以降、人生の節目節目で思い出したころにこの映画を見ては、その表現方式がいかに自由かを思い知らされ、ますますこの作品を好きになっていきました。
作画や演出がハイクオリティ、というのはどのディズニー映画を見てもそうなんですが、僕が特に感激したのは演出方面なんですよね。
たびたび言われますけど、製作時期が1940年で、太平洋戦争すら起こっていなかった時代だと考えると、オーパーツという言葉以外で表現しようがないんです。

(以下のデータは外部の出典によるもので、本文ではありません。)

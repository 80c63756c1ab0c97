//! Storage abstraction for resizable buffers.

use crate::error::Result;

/// What a resizable buffer needs from its storage.
///
/// Growth reallocates: the implementation must preserve bytes `[0, old_len)`
/// at the same offsets in the new storage, so sub-buffer offsets stay valid
/// while the storage identity changes underneath them.
pub trait Backing {
    /// Current length of the storage in bytes.
    fn len(&self) -> u64;

    /// Whether the storage is zero-length.
    fn is_empty(&self) -> bool {
        self.len() == 0
    }

    /// Reallocate to `new_len` bytes, copying old contents forward.
    fn grow(&mut self, new_len: u64) -> Result<()>;

    /// Write `bytes` starting at `offset`. The caller guarantees the write
    /// stays within a live reservation.
    fn write(&mut self, offset: u64, bytes: &[u8]) -> Result<()>;
}

/// Host-memory backing over a `Vec<u8>`.
///
/// The reference implementation and the test vehicle; the GPU crate provides
/// the device-buffer implementation.
#[derive(Debug, Default, Clone)]
pub struct HostBacking {
    bytes: Vec<u8>,
}

impl HostBacking {
    /// Create a zero-filled backing of `len` bytes.
    #[must_use]
    pub fn new(len: u64) -> Self {
        Self {
            bytes: vec![0; usize::try_from(len).unwrap_or(usize::MAX)],
        }
    }

    /// Read-only view of the stored bytes.
    #[must_use]
    pub fn as_slice(&self) -> &[u8] {
        &self.bytes
    }
}

impl Backing for HostBacking {
    fn len(&self) -> u64 {
        self.bytes.len() as u64
    }

    fn grow(&mut self, new_len: u64) -> Result<()> {
        debug_assert!(new_len >= self.len(), "backing cannot shrink");
        self.bytes.resize(usize::try_from(new_len).unwrap_or(usize::MAX), 0);
        Ok(())
    }

    fn write(&mut self, offset: u64, bytes: &[u8]) -> Result<()> {
        let start = offset as usize;
        self.bytes[start..start + bytes.len()].copy_from_slice(bytes);
        Ok(())
    }
}

#[cfg(test)]
mod tests {
    use super::*;

    #[test]
    fn grow_preserves_existing_bytes() {
        let mut backing = HostBacking::new(4);
        backing.write(0, &[1, 2, 3, 4]).unwrap();

        backing.grow(8).unwrap();
        assert_eq!(backing.len(), 8);
        assert_eq!(backing.as_slice(), &[1, 2, 3, 4, 0, 0, 0, 0]);
    }

    #[test]
    fn write_lands_at_offset() {
        let mut backing = HostBacking::new(8);
        backing.write(4, &[9, 9]).unwrap();
        assert_eq!(backing.as_slice(), &[0, 0, 0, 0, 9, 9, 0, 0]);
    }
}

(某朝ドラでこの映画が言及されたときも、そういう言葉が実況勢の間で飛び交ってたような気がします)
実際に8編すべてを見ていると、「その時代にその演出どうやって思いついたの!?」「戦前のアニメキャラになんでそこまでリアルで細かい表情させられんの!?」「その配色、どう考えても21世紀くらいからタイムスリップしてないと思いつかなくない!?」と二桁単位の回数で感じることうけあいです。

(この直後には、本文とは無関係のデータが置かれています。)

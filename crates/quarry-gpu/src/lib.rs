//! Vulkan substrate and GPU-bound buffer strategies for quarry.
//!
//! This crate provides:
//! - Headless Vulkan instance, device, and queue management
//! - Memory allocation via gpu-allocator
//! - The device-buffer [`Backing`](quarry_alloc::Backing) implementation,
//!   with deferred retirement of relocated backings
//! - A staging belt and per-frame swap buffers built on the resizable core
//! - Double-buffered secondary command recording and an async two-stage
//!   pipeline loader

pub mod backing;
pub mod command;
pub mod context;
pub mod deferred;
pub mod error;
pub mod instance;
pub mod limits;
pub mod loader;
pub mod memory;
pub mod staging;
pub mod swap_buffer;
pub mod swap_cmd;
pub mod sync;
pub mod worker;

pub use backing::{
    create_host_buffer, create_storage_buffer, create_uniform_buffer, GpuBacking,
    GpuDynamicBuffer, GpuSubBuffer, GpuUniformBuffer,
};
pub use command::CommandPool;
pub use context::{GpuContext, GpuContextBuilder};
pub use deferred::{DeferredDeletionQueue, DeferredQueue};
pub use error::{GpuError, Result};
pub use limits::{DeviceLimits, GpuVendor};
pub use loader::{JobId, PipelineLoader};
pub use memory::{GpuAllocator, GpuBuffer};
pub use staging::{StagingBuffer, StagingConfig};
pub use swap_buffer::SwapBuffer;
pub use swap_cmd::SwapCommandBufferGroup;
pub use sync::Fence;
pub use worker::WorkerThread;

また上にも書きましたが、音楽家による伝統的な解釈ではなく、あくまでアニメーター(画家)としての解釈によって製作された結果、この傑作映画が産まれた、という点も、非常に示唆に富むところがあります。
仮面ライダーやガンダムなどの長年続くシリーズ(ある意味ディズニー映画もそうですね)では、新作が奇抜な要素をはらんでいた時、古参からのファンに「あんなの○○じゃない!!」と叩かれることはよく見る光景ですけど、ファンタジアの上記のような逸話を見ると文化の解釈や表現なんて自由でいいし、時代とともに画期的なやり方で表現することだって大事なんだ!って気分にさせられます。

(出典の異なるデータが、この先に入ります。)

//! Command pool and recording helpers.

use std::sync::Arc;

use ash::vk;

use crate::error::Result;
use crate::sync::Fence;

/// An owned command pool, destroyed on drop.
///
/// Pools are externally synchronized in Vulkan; one pool per recording
/// thread is the rule everything in this crate follows.
pub struct CommandPool {
    device: Arc<ash::Device>,
    pool: vk::CommandPool,
    queue_family: u32,
}

impl CommandPool {
    /// Create a command pool on `queue_family`.
    pub fn new(
        device: Arc<ash::Device>,
        queue_family: u32,
        flags: vk::CommandPoolCreateFlags,
    ) -> Result<Self> {
        let create_info = vk::CommandPoolCreateInfo::default()
            .queue_family_index(queue_family)
            .flags(flags);

        let pool = unsafe { device.create_command_pool(&create_info, None)? };

        Ok(Self {
            device,
            pool,
            queue_family,
        })
    }

    /// Get the raw pool handle.
    #[must_use]
    pub const fn handle(&self) -> vk::CommandPool {
        self.pool
    }

    /// Get the queue family index.
    #[must_use]
    pub const fn queue_family(&self) -> u32 {
        self.queue_family
    }

    /// Allocate a primary command buffer.
    pub fn allocate_primary(&self) -> Result<vk::CommandBuffer> {
        self.allocate(vk::CommandBufferLevel::PRIMARY)
    }

    /// Allocate a secondary command buffer.
    pub fn allocate_secondary(&self) -> Result<vk::CommandBuffer> {
        self.allocate(vk::CommandBufferLevel::SECONDARY)
    }

    fn allocate(&self, level: vk::CommandBufferLevel) -> Result<vk::CommandBuffer> {
        let alloc_info = vk::CommandBufferAllocateInfo::default()
            .command_pool(self.pool)
            .level(level)
            .command_buffer_count(1);

        let buffers = unsafe { self.device.allocate_command_buffers(&alloc_info)? };
        Ok(buffers[0])
    }

    /// Reset the pool, recycling every command buffer allocated from it.
    ///
    /// # Safety
    /// No command buffer from this pool may be pending execution.
    pub unsafe fn reset(&self) -> Result<()> {
        self.device
            .reset_command_pool(self.pool, vk::CommandPoolResetFlags::empty())?;
        Ok(())
    }

    /// Record a one-shot primary buffer via `f`, submit it on `queue`, and
    /// block on a fence until it completes.
    ///
    /// # Safety
    /// `queue` must belong to this pool's queue family, and every resource
    /// `f` records against must stay alive until this returns.
    pub unsafe fn submit_once<F>(&self, queue: vk::Queue, f: F) -> Result<()>
    where
        F: FnOnce(vk::CommandBuffer),
    {
        let cmd = self.allocate_primary()?;

        begin_command_buffer(&self.device, cmd, vk::CommandBufferUsageFlags::ONE_TIME_SUBMIT)?;
        f(cmd);
        end_command_buffer(&self.device, cmd)?;

        let fence = Fence::new(Arc::clone(&self.device))?;
        let cmd_buffers = [cmd];
        let submit_info = vk::SubmitInfo::default().command_buffers(&cmd_buffers);
        self.device
            .queue_submit(queue, &[submit_info], fence.handle())?;
        fence.wait(u64::MAX)?;

        self.device.free_command_buffers(self.pool, &[cmd]);
        Ok(())
    }
}

impl Drop for CommandPool {
    fn drop(&mut self) {
        unsafe {
            self.device.destroy_command_pool(self.pool, None);
        }
    }
}

/// Begin recording a primary command buffer.
///
/// # Safety
/// The device and command buffer must be valid.
pub unsafe fn begin_command_buffer(
    device: &ash::Device,
    cmd: vk::CommandBuffer,
    flags: vk::CommandBufferUsageFlags,
) -> Result<()> {
    let begin_info = vk::CommandBufferBeginInfo::default().flags(flags);
    device.begin_command_buffer(cmd, &begin_info)?;
    Ok(())
}

/// Begin recording a secondary command buffer.
///
/// Recorded without render-pass inheritance; transfer and compute
/// secondaries need none.
///
/// # Safety
/// The device and command buffer must be valid.
pub unsafe fn begin_secondary_command_buffer(
    device: &ash::Device,
    cmd: vk::CommandBuffer,
    flags: vk::CommandBufferUsageFlags,
) -> Result<()> {
    let inheritance = vk::CommandBufferInheritanceInfo::default();
    let begin_info = vk::CommandBufferBeginInfo::default()
        .flags(flags)
        .inheritance_info(&inheritance);
    device.begin_command_buffer(cmd, &begin_info)?;
    Ok(())
}

/// End recording a command buffer.
///
/// # Safety
/// The device and command buffer must be valid.
pub unsafe fn end_command_buffer(device: &ash::Device, cmd: vk::CommandBuffer) -> Result<()> {
    device.end_command_buffer(cmd)?;
    Ok(())
}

ディズニーのスタッフによる【春の祭典】の【有史以前の世界】を描いた曲、という解釈が、ストラヴィンスキーの同曲に対する元々のイメージと一致していたことも非常に興味深いです※。特オタ的にはなんか、こんなの仮面ライダーじゃない!と叩かれまくった仮面ライダー龍騎が実は漫画版仮面ライダーの13人の仮面ライダーのオマージュをしてた話に通ずるものがあって。
壮大なクラシックによる鬼のような作画のアニメーション、とくれば一見敷居は高いですが、我らがミッキーや田園の半人半獣たち(バッカスさんの悩みとか一切なさそうな感じ大好き)、時の踊りの動物バレリーナたちなどのディズニーらしいファンシーなキャラを出して、うまいこと敷居を低くしているのもさすがディズニー映画、といったところなので、自分が今日会ったような他人に今すぐ見ろ、とおススメできる映画の一つでもあります。
【好きなシーン】
数えきれないですが、やはり【トッカータとフーガ】のあまりにも自由なアニメーション表現は必見です。後に【ファンタジア2000】で【絶対音楽】という呼称で呼ばれる、物語や情景を一切排した、ただただ曲の流れに沿って絵がダイナミックに動くパートです。子供の頃こそ「チャラリー♪の曲」という印象しかなかったですが、自分が中学に入って見返したとき、まず心臓を鷲掴みにされたのはこのパートでした。
人によっては「なんだこりゃ?」と思う可能性もありますが、見る人が見れば「芸術ってこんなに自由でいいんだ!!」と見たその瞬間から世界観変わるレベルの衝撃を受けると思います。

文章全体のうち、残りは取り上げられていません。